Lethem è meticoloso e attento, il suo non è un quadro d'insieme ma una fotografia precisa nei dettagli della vita in un sobborgo di Brooklyn dal 1977 in poi. Ovvio che non essendo americani certe sfumature , un certo lirismo poetico nel citare musica, abitudini, usi e costumi possa non essere colto appieno, ma in fondo tanta America di quegli anni è arrivata anche da noi in Italia, magari di riflesso , oppure solo qualche mese dopo, solo la percezione probabilmente rimarrà diversa.

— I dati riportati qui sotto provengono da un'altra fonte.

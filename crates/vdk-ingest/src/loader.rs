//! Single-file CSV loaders for the three source tables.
//!
//! Column lookup is case-insensitive and order-independent, with per-column
//! aliases because raw exports label the same metric differently across
//! sites (`Heart_Rate` vs `Heart Rate (HR)`). Key columns are required;
//! metric columns are optional and gap when absent.
//!
//! ## Key column contract
//!
//! | Source            | Required keys               | Chronology        |
//! |-------------------|-----------------------------|-------------------|
//! | blood_monitoring  | `Patient_ID`, `Date`, `Time`| `(date, time)`    |
//! | bp_monitoring     | `Patient_ID`, `Date`, `Time`| `(date, time)`    |
//! | lab_results       | `Patient_ID`, `Date`        | date only         |
//!
//! Dates are day-month-year (`31-12-2024`); times dotted or colon-separated
//! (`14.30.00` / `14:30:00`). A row whose key cells are blank or malformed
//! cannot be placed on a timeline: it is excluded and counted in
//! [`TableLoad::rows_without_key`].

use std::collections::HashMap;
use std::fmt;
use std::path::Path;

use chrono::NaiveDate;

use vdk_schemas::{BpReading, LabPanel, PatientId, Stamp, VitalsReading};

// ---------------------------------------------------------------------------
// Error type
// ---------------------------------------------------------------------------

/// Structural load failures. Everything row-level is counted, not raised.
#[derive(Debug)]
pub enum LoadError {
    /// The file reference does not resolve (missing file, unreadable).
    SourceUnavailable { path: String, reason: String },
    /// The header row lacks a required key column.
    MissingColumn { path: String, column: &'static str },
    /// The CSV header could not be decoded at all.
    Malformed { path: String, reason: String },
}

impl fmt::Display for LoadError {
    fn fmt(&self, f: &mut fmt::Formatter<'_>) -> fmt::Result {
        match self {
            LoadError::SourceUnavailable { path, reason } => {
                write!(f, "source unavailable: '{path}': {reason}")
            }
            LoadError::MissingColumn { path, column } => {
                write!(f, "'{path}': missing required key column '{column}'")
            }
            LoadError::Malformed { path, reason } => {
                write!(f, "'{path}': malformed csv: {reason}")
            }
        }
    }
}

impl std::error::Error for LoadError {}

// ---------------------------------------------------------------------------
// Load result
// ---------------------------------------------------------------------------

/// One parsed source table plus row accounting for the load.
#[derive(Debug, Clone)]
pub struct TableLoad<T> {
    pub rows: Vec<T>,
    /// Rows excluded because their key cells (patient id, date, time) were
    /// blank, malformed, or undecodable.
    pub rows_without_key: usize,
}

// ---------------------------------------------------------------------------
// Header index
// ---------------------------------------------------------------------------

const PATIENT_ALIASES: &[&str] = &["Patient_ID", "Patient ID"];
const DATE_ALIASES: &[&str] = &["Date"];
const TIME_ALIASES: &[&str] = &["Time"];

/// Case-insensitive column-name → index map built from the header row.
struct HeaderIndex {
    by_name: HashMap<String, usize>,
}

impl HeaderIndex {
    fn new(headers: &csv::StringRecord) -> Self {
        let mut by_name = HashMap::new();
        for (i, col) in headers.iter().enumerate() {
            // first occurrence wins on duplicate headers
            by_name
                .entry(col.trim().to_ascii_lowercase())
                .or_insert(i);
        }
        HeaderIndex { by_name }
    }

    /// Index of the first alias present, if any.
    fn find(&self, aliases: &[&str]) -> Option<usize> {
        aliases
            .iter()
            .find_map(|name| self.by_name.get(&name.to_ascii_lowercase()).copied())
    }

    fn require(
        &self,
        origin: &str,
        column: &'static str,
        aliases: &[&str],
    ) -> Result<usize, LoadError> {
        self.find(aliases).ok_or_else(|| LoadError::MissingColumn {
            path: origin.to_string(),
            column,
        })
    }
}

// ---------------------------------------------------------------------------
// Cell helpers
// ---------------------------------------------------------------------------

/// Numeric cell → value. Blank, absent, or unparseable cells are gaps, never
/// errors. A literal `NaN`/`inf` is a gap, not a value.
fn value_at(record: &csv::StringRecord, idx: Option<usize>) -> Option<f64> {
    let cell = record.get(idx?)?.trim();
    if cell.is_empty() {
        return None;
    }
    cell.parse::<f64>().ok().filter(|v| v.is_finite())
}

/// Key cells for a continuous row. `None` when the patient id is blank or
/// either chronological cell is malformed.
fn continuous_key(
    record: &csv::StringRecord,
    patient_col: usize,
    date_col: usize,
    time_col: usize,
) -> Option<(PatientId, Stamp)> {
    let patient = PatientId::new(record.get(patient_col)?.trim());
    if patient.is_blank() {
        return None;
    }
    let stamp = Stamp::parse(record.get(date_col)?, record.get(time_col)?)?;
    Some((patient, stamp))
}

/// Key cells for a lab row (date only, no time-of-day).
fn lab_key(
    record: &csv::StringRecord,
    patient_col: usize,
    date_col: usize,
) -> Option<(PatientId, NaiveDate)> {
    let patient = PatientId::new(record.get(patient_col)?.trim());
    if patient.is_blank() {
        return None;
    }
    let date = Stamp::parse_date(record.get(date_col)?)?;
    Some((patient, date))
}

fn reader(src: &str) -> csv::Reader<&[u8]> {
    csv::ReaderBuilder::new()
        .flexible(true)
        .from_reader(src.as_bytes())
}

fn read_headers(rdr: &mut csv::Reader<&[u8]>, origin: &str) -> Result<csv::StringRecord, LoadError> {
    rdr.headers().cloned().map_err(|e| LoadError::Malformed {
        path: origin.to_string(),
        reason: e.to_string(),
    })
}

fn read_source(path: &Path) -> Result<(String, String), LoadError> {
    let origin = path.display().to_string();
    match std::fs::read_to_string(path) {
        Ok(src) => Ok((src, origin)),
        Err(e) => Err(LoadError::SourceUnavailable {
            path: origin,
            reason: e.to_string(),
        }),
    }
}

// ---------------------------------------------------------------------------
// Blood-chemistry monitor
// ---------------------------------------------------------------------------

const GLUCOSE_ALIASES: &[&str] = &["Blood_Glucose", "Blood Glucose Level (mg/dL)", "Blood Glucose"];
const SPO2_ALIASES: &[&str] = &["SpO2", "Blood Oxygen (SpO₂)", "Blood Oxygen"];
const ECG_ALIASES: &[&str] = &["ECG", "Electrocardiogram (ECG/EKG)"];
const HYDRATION_ALIASES: &[&str] = &["Hydration", "Hydration Levels"];
const HEART_RATE_ALIASES: &[&str] = &["Heart_Rate", "Heart Rate (HR)", "Heart Rate"];
const RESPIRATORY_ALIASES: &[&str] = &["Respiratory_Rate", "Respiratory Rate (RR)", "Respiratory Rate"];
const BODY_TEMP_ALIASES: &[&str] = &["Body_Temperature", "Body Temperature", "Body Temp"];

/// Load the blood-chemistry monitor table from `path`.
pub fn load_vitals_csv(path: &Path) -> Result<TableLoad<VitalsReading>, LoadError> {
    let (src, origin) = read_source(path)?;
    load_vitals_str(&src, &origin)
}

/// Parse the blood-chemistry monitor table from CSV text. `origin` labels
/// error messages (useful for tests without touching the filesystem).
pub fn load_vitals_str(src: &str, origin: &str) -> Result<TableLoad<VitalsReading>, LoadError> {
    let mut rdr = reader(src);
    let idx = HeaderIndex::new(&read_headers(&mut rdr, origin)?);

    let patient_col = idx.require(origin, "Patient_ID", PATIENT_ALIASES)?;
    let date_col = idx.require(origin, "Date", DATE_ALIASES)?;
    let time_col = idx.require(origin, "Time", TIME_ALIASES)?;

    let glucose = idx.find(GLUCOSE_ALIASES);
    let spo2 = idx.find(SPO2_ALIASES);
    let ecg = idx.find(ECG_ALIASES);
    let hydration = idx.find(HYDRATION_ALIASES);
    let heart_rate = idx.find(HEART_RATE_ALIASES);
    let respiratory_rate = idx.find(RESPIRATORY_ALIASES);
    let body_temperature = idx.find(BODY_TEMP_ALIASES);

    let mut rows = Vec::new();
    let mut rows_without_key = 0usize;
    for record in rdr.records() {
        let record = match record {
            Ok(r) => r,
            Err(_) => {
                rows_without_key += 1;
                continue;
            }
        };
        let Some((patient, stamp)) = continuous_key(&record, patient_col, date_col, time_col)
        else {
            rows_without_key += 1;
            continue;
        };
        rows.push(VitalsReading {
            patient,
            stamp,
            glucose: value_at(&record, glucose),
            spo2: value_at(&record, spo2),
            ecg: value_at(&record, ecg),
            hydration: value_at(&record, hydration),
            heart_rate: value_at(&record, heart_rate),
            respiratory_rate: value_at(&record, respiratory_rate),
            body_temperature: value_at(&record, body_temperature),
        });
    }
    Ok(TableLoad {
        rows,
        rows_without_key,
    })
}

// ---------------------------------------------------------------------------
// Blood-pressure monitor
// ---------------------------------------------------------------------------

const SYSTOLIC_ALIASES: &[&str] = &["Systolic_BP", "Systolic"];
const DIASTOLIC_ALIASES: &[&str] = &["Diastolic_BP", "Diastolic"];
const COMBINED_BP_ALIASES: &[&str] = &["Blood_Pressure", "Blood Pressure"];

/// Load the blood-pressure monitor table from `path`.
pub fn load_bp_csv(path: &Path) -> Result<TableLoad<BpReading>, LoadError> {
    let (src, origin) = read_source(path)?;
    load_bp_str(&src, &origin)
}

/// Parse the blood-pressure monitor table from CSV text.
///
/// Accepts either separate `Systolic_BP`/`Diastolic_BP` columns or the
/// legacy combined `Blood_Pressure` column (`"120/80"`). Split columns take
/// precedence; the combined cell only fills rows where both halves are
/// absent.
pub fn load_bp_str(src: &str, origin: &str) -> Result<TableLoad<BpReading>, LoadError> {
    let mut rdr = reader(src);
    let idx = HeaderIndex::new(&read_headers(&mut rdr, origin)?);

    let patient_col = idx.require(origin, "Patient_ID", PATIENT_ALIASES)?;
    let date_col = idx.require(origin, "Date", DATE_ALIASES)?;
    let time_col = idx.require(origin, "Time", TIME_ALIASES)?;

    let systolic_col = idx.find(SYSTOLIC_ALIASES);
    let diastolic_col = idx.find(DIASTOLIC_ALIASES);
    let combined_col = idx.find(COMBINED_BP_ALIASES);

    let mut rows = Vec::new();
    let mut rows_without_key = 0usize;
    for record in rdr.records() {
        let record = match record {
            Ok(r) => r,
            Err(_) => {
                rows_without_key += 1;
                continue;
            }
        };
        let Some((patient, stamp)) = continuous_key(&record, patient_col, date_col, time_col)
        else {
            rows_without_key += 1;
            continue;
        };

        let mut systolic = value_at(&record, systolic_col);
        let mut diastolic = value_at(&record, diastolic_col);
        if systolic.is_none() && diastolic.is_none() {
            if let Some(cell) = combined_col.and_then(|c| record.get(c)) {
                if let Some((sys, dia)) = BpReading::split_combined(cell) {
                    systolic = Some(sys);
                    diastolic = Some(dia);
                }
            }
        }

        rows.push(BpReading {
            patient,
            stamp,
            systolic,
            diastolic,
        });
    }
    Ok(TableLoad {
        rows,
        rows_without_key,
    })
}

// ---------------------------------------------------------------------------
// Lab panels
// ---------------------------------------------------------------------------

const LAB_GLUCOSE_ALIASES: &[&str] = &["Glucose"];
const HEMOGLOBIN_ALIASES: &[&str] = &["Hemoglobin"];
const CHOLESTEROL_ALIASES: &[&str] = &["Cholesterol"];
const PLATELET_ALIASES: &[&str] = &["Platelet_Count", "Platelet Count"];
const WBC_ALIASES: &[&str] = &["WBC_Count", "WBC Count", "WBC"];
const RBC_ALIASES: &[&str] = &["RBC_Count", "RBC Count", "RBC"];
const CREATININE_ALIASES: &[&str] = &["Creatinine"];
const UREA_ALIASES: &[&str] = &["Urea"];
const SODIUM_ALIASES: &[&str] = &["Sodium"];
const POTASSIUM_ALIASES: &[&str] = &["Potassium"];
const CALCIUM_ALIASES: &[&str] = &["Calcium"];

/// Load the lab-results table from `path`.
pub fn load_labs_csv(path: &Path) -> Result<TableLoad<LabPanel>, LoadError> {
    let (src, origin) = read_source(path)?;
    load_labs_str(&src, &origin)
}

/// Parse the lab-results table from CSV text. Keys are `Patient_ID` + `Date`
/// only; a `Time` column, if present, is ignored. Non-numeric columns (free
/// text lab notes) are ignored.
pub fn load_labs_str(src: &str, origin: &str) -> Result<TableLoad<LabPanel>, LoadError> {
    let mut rdr = reader(src);
    let idx = HeaderIndex::new(&read_headers(&mut rdr, origin)?);

    let patient_col = idx.require(origin, "Patient_ID", PATIENT_ALIASES)?;
    let date_col = idx.require(origin, "Date", DATE_ALIASES)?;

    let glucose = idx.find(LAB_GLUCOSE_ALIASES);
    let hemoglobin = idx.find(HEMOGLOBIN_ALIASES);
    let cholesterol = idx.find(CHOLESTEROL_ALIASES);
    let platelet_count = idx.find(PLATELET_ALIASES);
    let wbc_count = idx.find(WBC_ALIASES);
    let rbc_count = idx.find(RBC_ALIASES);
    let creatinine = idx.find(CREATININE_ALIASES);
    let urea = idx.find(UREA_ALIASES);
    let sodium = idx.find(SODIUM_ALIASES);
    let potassium = idx.find(POTASSIUM_ALIASES);
    let calcium = idx.find(CALCIUM_ALIASES);

    let mut rows = Vec::new();
    let mut rows_without_key = 0usize;
    for record in rdr.records() {
        let record = match record {
            Ok(r) => r,
            Err(_) => {
                rows_without_key += 1;
                continue;
            }
        };
        let Some((patient, date)) = lab_key(&record, patient_col, date_col) else {
            rows_without_key += 1;
            continue;
        };
        rows.push(LabPanel {
            patient,
            date,
            glucose: value_at(&record, glucose),
            hemoglobin: value_at(&record, hemoglobin),
            cholesterol: value_at(&record, cholesterol),
            platelet_count: value_at(&record, platelet_count),
            wbc_count: value_at(&record, wbc_count),
            rbc_count: value_at(&record, rbc_count),
            creatinine: value_at(&record, creatinine),
            urea: value_at(&record, urea),
            sodium: value_at(&record, sodium),
            potassium: value_at(&record, potassium),
            calcium: value_at(&record, calcium),
        });
    }
    Ok(TableLoad {
        rows,
        rows_without_key,
    })
}

// ---------------------------------------------------------------------------
// Tests
// ---------------------------------------------------------------------------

E' un bellissimo ritorno all'infanzia , ai primi amici, alle prime regole non scritte che entrano a fare parte della tua vita, Dylan è un ragazzino bianco in un ghetto di neri , perchè i suoi genitori erano degli originali hippie che volevano dimostrare quanto fosse possibile convivere con le difficoltà dell'integrazione bianchi e neri. Peccato che la mamma di Dylan abbandoni la partita alle prime battute fuggendo e lasciando solo il piccolo Dylan con un padre pittore stravagante, Abraham. Egli nel suo essere artista disilluso e introverso riesce però ad essere concreto nel crescere il figlio. Dylan è in un ghetto ma fatica a comprenderlo, ha un grande amico, Mingus, che è nero, più pronto di Dylan ad affrontare il mondo e lo aiuta a superare le barriere di questa sorta di razzismo all'incontrario di cui è vittima un bambino bianco in un degradato quartiere di neri. Il papà di Mingus è un ex stella della musica soul , vincitore di 2 dischi d'oro, un artista però in declino perchè incapace di raffrontarsi con i cambiamenti della società attorno a lui, incapace di scendere a compromessi, ma al contrario del padre di Dylan, anche incapace di scindere il suo senso di non realizzazione come artista dalla vita di tutti i giorni, lui trascinerà Mingus nel suo vortice di dolore e disperazione.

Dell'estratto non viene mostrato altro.